Eugène Delacroix, Chasse aux lions, 1854 17


Les Romains de la décadence 1847 Thomas Couture

Jean-Léon Gérôme, Jeunes Grecs faisant battre des coqs, 1846 20


Les Romains de la décadence, 1847 Thomas Couture

Depuis sa création, le musée d’Orsay réunit les deux tableaux qui firent l’éclat du Salon de 1847, le dernier avant la fin brutale du règne de Louis-Philippe. Les tensions politiques de l’époque, du reste, s’y font sentir de façon inégale ! Chez Jean-Léon Gérôme ( 1824 - 1904 ) et ses Jeunes Grecs faisant battre des coqs, où s’inaugure un nouvel hellénisme plus solaire que spartiate, il semble impossible de dégager la moindre allusion aux difficultés du régime moribond. À l’inverse, elles se dessinent clairement derrière la tapageuse mise en scène des Romains de la décadence et les vers de Juvénal qu’ils illustrent. Thomas Couture, trente-deux ans, revenait au Salon après une longue absence, pour y sceller sa réputation naissante et rafraîchir la vieille peinture d’histoire. Seuls la grandeur de sa toile et son décor architectural à colonnes corinthiennes font songer à la déclamation des classiques. D’héroïsme infaillible, en revanche, il n’est plus question. Cette immense orgie renvoyait davantage aux vices de l’ancienne Rome, saisie à son crépuscule, s’épuisant dans les plaisirs et tournant le dos aux vertus qui avaient forgé et soudé la République. Miroir grossissant de la société philipparde, les noceurs de Couture, entre le vin et les femmes, finissent de s’ébattre sous l’œil sévère des ancêtres de marbre, rangée de statues inflexibles évocatrice des ficelles du drame romantique. Le peintre, il est vrai, fréquente alors les fils de Victor Hugo et l’historien Jules Michelet, en délicatesse avec la monarchie de Juillet. En plus de ses lectures et de ses amitiés, propres à l’éloigner de l’académisme de l’École des beaux-arts, Couture n’a pas oublié l’enseignement d’Antoine-Jean Gros, dont la verve sanglante est inséparable des batailles de Napoléon I er.
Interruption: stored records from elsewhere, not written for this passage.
use std::{net::SocketAddr, sync::Arc};

use anyhow::Context;
use tokio::{
    io::AsyncWriteExt,
    net::{TcpListener, TcpStream},
    sync::watch,
};

use crate::qtunnel::{
    net::normalize_bind_addr,
    relay::relay,
    tunnel::{
        listener::Listener,
        registry::Registry,
        shutdown_requested,
        transport::{SharedSession, Transport, TransportListener, is_listener_closed},
    },
};

#[derive(Debug, Clone)]
pub struct ServerOptions {
    /// Where tunnel clients connect.
    pub tunnel_addr: String,
    /// Where plain TCP callers connect.
    pub plain_addr: String,
}

impl Default for ServerOptions {
    fn default() -> Self {
        Self {
            tunnel_addr: "0.0.0.0:8888".to_string(),
            plain_addr: "0.0.0.0:8443".to_string(),
        }
    }
}

/// Rendezvous server with both listeners bound.
pub struct Server {
    registry: Arc<Registry>,
    sessions: Box<dyn TransportListener>,
    plain: TcpListener,
}

impl Server {
    /// Bind both listeners. Failure here is fatal for the process.
    pub async fn bind(opts: &ServerOptions, transport: &dyn Transport) -> anyhow::Result<Self> {
        let sessions = transport
            .listen(&opts.tunnel_addr)
            .await
            .with_context(|| format!("tunnel: listen {}", opts.tunnel_addr))?;

        let plain_addr = normalize_bind_addr(&opts.plain_addr);
        let plain = TcpListener::bind(plain_addr.as_ref())
            .await
            .with_context(|| format!("tunnel: bind tcp {plain_addr}"))?;

        tracing::info!(
            transport = %transport.name(),
            tunnel = ?sessions.local_addr(),
            plain = ?plain.local_addr().ok(),
            "tunnel: listening"
        );

        Ok(Self {
            registry: Arc::new(Registry::new()),
            sessions,
            plain,
        })
    }

    pub fn registry(&self) -> Arc<Registry> {
        self.registry.clone()
    }

    pub fn tunnel_addr(&self) -> Option<SocketAddr> {
        self.sessions.local_addr()
    }

    pub fn plain_addr(&self) -> Option<SocketAddr> {
        self.plain.local_addr().ok()
    }

    /// Run the session loop and the plain-connection loop until shutdown or
    /// until the session listener goes away.
    pub async fn serve(self, mut shutdown: watch::Receiver<bool>) -> anyhow::Result<()> {
        let Self {
            registry,
            sessions,
            plain,
        } = self;

        let res = tokio::select! {
            err = session_loop(sessions.as_ref(), registry.clone()) => Err(err),
            _ = plain_loop(&plain, registry.clone()) => Ok(()),
            _ = shutdown_requested(&mut shutdown) => Ok(()),
        };

        sessions.close().await;
        for sess in registry.snapshot().await.0 {
            sess.close(0, "server shutdown").await;
        }
        res
    }
}

async fn session_loop(ln: &dyn TransportListener, registry: Arc<Registry>) -> anyhow::Error {
    loop {
        let sess = match ln.accept().await {
            Ok(s) => s,
            Err(err) if is_listener_closed(&err) => return err,
            Err(err) => {
                tracing::warn!(err = %format!("{err:#}"), "tunnel: session accept failed");
                continue;
            }
        };

        registry.register(sess.clone()).await;
        let n = registry.len().await;
        tracing::info!(
            client = ?sess.remote_addr(),
            sessions = n,
            "tunnel: session registered"
        );

        let registry = registry.clone();
        tokio::spawn(async move {
            sess.closed().await;
            registry.unregister(&sess).await;
            let n = registry.len().await;
            tracing::info!(
                client = ?sess.remote_addr(),
                sessions = n,
                "tunnel: session lost"
            );
        });
    }
}

async fn plain_loop(ln: &TcpListener, registry: Arc<Registry>) {
    loop {
        let mut conn = match Listener::accept(ln).await {
            Ok(c) => c,
            Err(err) => {
                tracing::warn!(err = %err, "tunnel: tcp accept failed");
                continue;
            }
        };

        let sess = match registry.next().await {
            Ok(s) => s,
            Err(err) => {
                tracing::debug!(peer = ?conn.peer_addr().ok(), err = %err, "tunnel: dropping connection");
                tokio::spawn(async move {
                    let _ = conn.shutdown().await;
                });
                continue;
            }
        };

        tokio::spawn(dispatch(conn, sess));
    }
}

async fn dispatch(mut conn: TcpStream, sess: SharedSession) {
    let peer = conn.peer_addr().ok();
    let stream = match sess.open_stream().await {
        Ok(st) => st,
        Err(err) => {
            tracing::warn!(peer = ?peer, client = ?sess.remote_addr(), err = %err, "tunnel: open stream failed");
            let _ = conn.shutdown().await;
            return;
        }
    };
    tracing::debug!(peer = ?peer, client = ?sess.remote_addr(), "tunnel: relaying");

    let stats = relay(conn, stream).await;
    tracing::debug!(
        peer = ?peer,
        up = stats.a_to_b,
        down = stats.b_to_a,
        "tunnel: connection closed"
    );
}
//! In-process transport used by tests: sessions are channel pairs and
//! streams are `tokio::io::duplex` pipes.

use std::{
    collections::HashMap,
    net::SocketAddr,
    sync::{
        Arc, Mutex,
        atomic::{AtomicU16, AtomicUsize, Ordering},
    },
};

use async_trait::async_trait;
use tokio::sync::{mpsc, watch};

use crate::qtunnel::tunnel::transport::{
    BoxedStream, SharedSession, Transport, TransportError, TransportListener, TransportSession,
};

const PIPE_BYTES: usize = 64 * 1024;

#[derive(Default)]
struct Shared {
    listeners: Mutex<HashMap<String, mpsc::UnboundedSender<SharedSession>>>,
    fail_dials: AtomicUsize,
    dials: AtomicUsize,
    port_seq: AtomicU16,
    closes: Mutex<Vec<(u32, String)>>,
}

#[derive(Clone, Default)]
pub struct MemTransport {
    shared: Arc<Shared>,
}

impl MemTransport {
    pub fn new() -> Self {
        Self::default()
    }

    /// Make the next `n` dials fail.
    pub fn fail_next_dials(&self, n: usize) {
        self.shared.fail_dials.store(n, Ordering::SeqCst);
    }

    pub fn dial_count(&self) -> usize {
        self.shared.dials.load(Ordering::SeqCst)
    }

    /// `(code, reason)` of every explicit session close, in order.
    pub fn closes(&self) -> Vec<(u32, String)> {
        self.shared.closes.lock().unwrap().clone()
    }
}

#[async_trait]
impl Transport for MemTransport {
    fn name(&self) -> &'static str {
        "mem"
    }

    async fn listen(&self, addr: &str) -> anyhow::Result<Box<dyn TransportListener>> {
        let (tx, rx) = mpsc::unbounded_channel();
        let mut listeners = self.shared.listeners.lock().unwrap();
        if listeners.contains_key(addr) {
            anyhow::bail!("mem: address in use {addr}");
        }
        listeners.insert(addr.to_string(), tx);
        Ok(Box::new(MemListener {
            rx: tokio::sync::Mutex::new(rx),
        }))
    }

    async fn dial(&self, addr: &str) -> anyhow::Result<SharedSession> {
        self.shared.dials.fetch_add(1, Ordering::SeqCst);
        let failing = self
            .shared
            .fail_dials
            .fetch_update(Ordering::SeqCst, Ordering::SeqCst, |n| n.checked_sub(1))
            .is_ok();
        if failing {
            anyhow::bail!("mem: injected dial failure");
        }

        let port = 1000 + self.shared.port_seq.fetch_add(1, Ordering::SeqCst);
        let (server, client) = MemSession::pair(port, self.shared.clone());

        let tx = self
            .shared
            .listeners
            .lock()
            .unwrap()
            .get(addr)
            .cloned()
            .ok_or_else(|| anyhow::anyhow!("mem: connection refused {addr}"))?;
        tx.send(server)
            .map_err(|_| anyhow::anyhow!("mem: connection refused {addr}"))?;
        Ok(client)
    }
}

struct MemListener {
    rx: tokio::sync::Mutex<mpsc::UnboundedReceiver<SharedSession>>,
}

#[async_trait]
impl TransportListener for MemListener {
    async fn accept(&self) -> anyhow::Result<SharedSession> {
        let mut rx = self.rx.lock().await;
        Ok(rx.recv().await.ok_or(TransportError::ListenerClosed)?)
    }

    fn local_addr(&self) -> Option<SocketAddr> {
        None
    }

    async fn close(&self) {
        self.rx.lock().await.close();
    }
}

pub struct MemSession {
    outgoing: mpsc::UnboundedSender<tokio::io::DuplexStream>,
    incoming: tokio::sync::Mutex<mpsc::UnboundedReceiver<tokio::io::DuplexStream>>,
    closed: Arc<watch::Sender<bool>>,
    local: SocketAddr,
    remote: SocketAddr,
    shared: Arc<Shared>,
}

impl MemSession {
    /// Returns `(server side, client side)` of one connection.
    fn pair(port: u16, shared: Arc<Shared>) -> (SharedSession, SharedSession) {
        let (to_client, client_rx) = mpsc::unbounded_channel();
        let (to_server, server_rx) = mpsc::unbounded_channel();
        let (closed, _) = watch::channel(false);
        let closed = Arc::new(closed);
        let server_addr: SocketAddr = ([127, 0, 0, 1], 8888).into();
        let client_addr: SocketAddr = ([127, 0, 0, 1], port).into();

        let server = MemSession {
            outgoing: to_client,
            incoming: tokio::sync::Mutex::new(server_rx),
            closed: closed.clone(),
            local: server_addr,
            remote: client_addr,
            shared: shared.clone(),
        };
        let client = MemSession {
            outgoing: to_server,
            incoming: tokio::sync::Mutex::new(client_rx),
            closed,
            local: client_addr,
            remote: server_addr,
            shared,
        };
        (Arc::new(server), Arc::new(client))
    }

    fn is_closed(&self) -> bool {
        *self.closed.borrow()
    }
}

#[async_trait]
impl TransportSession for MemSession {
    async fn open_stream(&self) -> anyhow::Result<BoxedStream> {
        if self.is_closed() {
            return Err(TransportError::SessionClosed.into());
        }
        let (local, remote) = tokio::io::duplex(PIPE_BYTES);
        self.outgoing
            .send(remote)
            .map_err(|_| TransportError::SessionClosed)?;
        Ok(Box::new(local))
    }

    async fn accept_stream(&self) -> anyhow::Result<BoxedStream> {
        let mut closed = self.closed.subscribe();
        let mut rx = self.incoming.lock().await;
        tokio::select! {
            st = rx.recv() => match st {
                Some(st) if !self.is_closed() => Ok(Box::new(st)),
                _ => Err(TransportError::SessionClosed.into()),
            },
            _ = closed.wait_for(|c| *c) => Err(TransportError::SessionClosed.into()),
        }
    }

    async fn close(&self, code: u32, reason: &str) {
        if !self.closed.send_replace(true) {
            self.shared
                .closes
                .lock()
                .unwrap()
                .push((code, reason.to_string()));
        }
    }

    async fn closed(&self) {
        let mut rx = self.closed.subscribe();
        let _ = rx.wait_for(|c| *c).await;
    }

    fn remote_addr(&self) -> Option<SocketAddr> {
        Some(self.remote)
    }

    fn local_addr(&self) -> Option<SocketAddr> {
        Some(self.local)
    }
}
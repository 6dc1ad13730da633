//! Bounded exponential backoff with jitter for redial attempts.

use std::time::Duration;

use rand::{RngExt, rng};

#[derive(Debug, Clone, Copy, PartialEq)]
pub struct BackoffPolicy {
    pub initial: Duration,
    pub max: Duration,
    pub multiplier: f64,
    /// Fraction (0.0..=1.0) of the base delay added at random.
    pub jitter: f64,
}

impl Default for BackoffPolicy {
    fn default() -> Self {
        Self {
            initial: Duration::from_millis(500),
            max: Duration::from_secs(30),
            multiplier: 2.0,
            jitter: 0.2,
        }
    }
}

impl BackoffPolicy {
    /// Clamp nonsensical values instead of rejecting them.
    pub fn sanitized(mut self) -> Self {
        if self.max < self.initial {
            self.max = self.initial;
        }
        if !self.multiplier.is_finite() || self.multiplier < 1.0 {
            self.multiplier = 1.0;
        }
        if !self.jitter.is_finite() {
            self.jitter = 0.0;
        }
        self.jitter = self.jitter.clamp(0.0, 1.0);
        self
    }
}

#[derive(Debug, Clone)]
pub struct Backoff {
    policy: BackoffPolicy,
    current: Duration,
}

impl Backoff {
    pub fn new(policy: BackoffPolicy) -> Self {
        let policy = policy.sanitized();
        Self {
            current: policy.initial,
            policy,
        }
    }

    /// Delay to wait before the next attempt. Never exceeds `max`.
    pub fn next_delay(&mut self) -> Duration {
        let base = self.current;

        let grown = base.as_secs_f64() * self.policy.multiplier;
        self.current = Duration::from_secs_f64(grown.min(self.policy.max.as_secs_f64()));

        if self.policy.jitter == 0.0 || base.is_zero() {
            return base;
        }
        let extra = base.as_secs_f64() * self.policy.jitter * rng().random_range(0.0..1.0);
        (base + Duration::from_secs_f64(extra)).min(self.policy.max)
    }

    /// Back to the initial delay, after a successful connect.
    pub fn reset(&mut self) {
        self.current = self.policy.initial;
    }
}
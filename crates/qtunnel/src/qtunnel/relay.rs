//! Bidirectional relay between two byte-stream endpoints.
//!
//! Both directions are copied by independent tasks. Whichever direction ends
//! first (EOF or error) flips a one-shot latch that stops the opposite
//! direction; once both tasks are done each endpoint is shut down exactly once.

use std::{io, sync::Arc, time::Duration};

use tokio::{
    io::{AsyncRead, AsyncReadExt, AsyncWrite, AsyncWriteExt},
    sync::watch,
    time,
};

const COPY_BUF_BYTES: usize = 32 * 1024;
const SHUTDOWN_TIMEOUT: Duration = Duration::from_secs(1);

/// Bytes moved in each direction of one relay pair.
#[derive(Debug, Clone, Copy, Default, PartialEq, Eq)]
pub struct RelayStats {
    pub a_to_b: u64,
    pub b_to_a: u64,
}

/// One-shot close latch shared by the two copy tasks of a single pair.
#[derive(Clone)]
struct CloseLatch {
    tx: Arc<watch::Sender<bool>>,
}

impl CloseLatch {
    fn new() -> Self {
        let (tx, _rx) = watch::channel(false);
        Self { tx: Arc::new(tx) }
    }

    /// Returns true only for the caller that flipped the latch.
    fn fire(&self) -> bool {
        !self.tx.send_replace(true)
    }

    async fn fired(&self) {
        let mut rx = self.tx.subscribe();
        let _ = rx.wait_for(|closed| *closed).await;
    }
}

/// Couple `a` and `b` until either side ends.
///
/// Never fails: copy errors and EOF are both ordinary termination. Returns
/// after both copy tasks have finished and both endpoints were shut down.
pub async fn relay<A, B>(a: A, b: B) -> RelayStats
where
    A: AsyncRead + AsyncWrite + Send + Unpin + 'static,
    B: AsyncRead + AsyncWrite + Send + Unpin + 'static,
{
    let (a_rd, a_wr) = tokio::io::split(a);
    let (b_rd, b_wr) = tokio::io::split(b);
    let latch = CloseLatch::new();

    let fwd = tokio::spawn(pipe("a->b", a_rd, b_wr, latch.clone()));
    let back = tokio::spawn(pipe("b->a", b_rd, a_wr, latch));

    let (fwd, back) = tokio::join!(fwd, back);

    match (fwd, back) {
        (Ok(fwd), Ok(back)) => {
            let mut a = fwd.rd.unsplit(back.wr);
            let mut b = back.rd.unsplit(fwd.wr);
            close(&mut a).await;
            close(&mut b).await;
            RelayStats {
                a_to_b: fwd.copied,
                b_to_a: back.copied,
            }
        }
        (fwd, back) => {
            // The surviving halves are dropped here, which closes them.
            tracing::warn!(
                fwd_ok = fwd.is_ok(),
                back_ok = back.is_ok(),
                "relay: copy task panicked"
            );
            RelayStats::default()
        }
    }
}

struct PipeEnd<R, W> {
    rd: R,
    wr: W,
    copied: u64,
}

async fn pipe<R, W>(dir: &'static str, mut rd: R, mut wr: W, latch: CloseLatch) -> PipeEnd<R, W>
where
    R: AsyncRead + Unpin,
    W: AsyncWrite + Unpin,
{
    let mut copied = 0u64;
    let res = tokio::select! {
        res = copy_counted(&mut rd, &mut wr, &mut copied) => res,
        _ = latch.fired() => Ok(()),
    };
    let first = latch.fire();

    if let Err(err) = res {
        tracing::debug!(dir, first, copied, err = %err, "relay: copy ended with error");
    }

    PipeEnd { rd, wr, copied }
}

async fn copy_counted<R, W>(rd: &mut R, wr: &mut W, copied: &mut u64) -> io::Result<()>
where
    R: AsyncRead + Unpin,
    W: AsyncWrite + Unpin,
{
    let mut buf = vec![0u8; COPY_BUF_BYTES];
    loop {
        let n = rd.read(&mut buf).await?;
        if n == 0 {
            return Ok(());
        }
        wr.write_all(&buf[..n]).await?;
        *copied += n as u64;
    }
}

async fn close<S: AsyncWrite + Unpin>(s: &mut S) {
    let _ = time::timeout(SHUTDOWN_TIMEOUT, s.shutdown()).await;
}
L’œuvre majeure du Salon de 1847 en découle à sa façon, qui consiste à redonner vie aux codes, eux aussi épuisés, du « grand genre ». Aux yeux des contemporains, Couture passe aussitôt pour « plus curieux du vrai que du beau, du réel que de l’idéal ; son génie, et c’est là sa force, est essentiellement moderne » (Théophile Gautier). Manet, qui devait rester six ans auprès de l’auteur fêté des Romains, ne choisit pas ce maître au hasard, dès la fin de l’année 1849 en pleine République retrouvée.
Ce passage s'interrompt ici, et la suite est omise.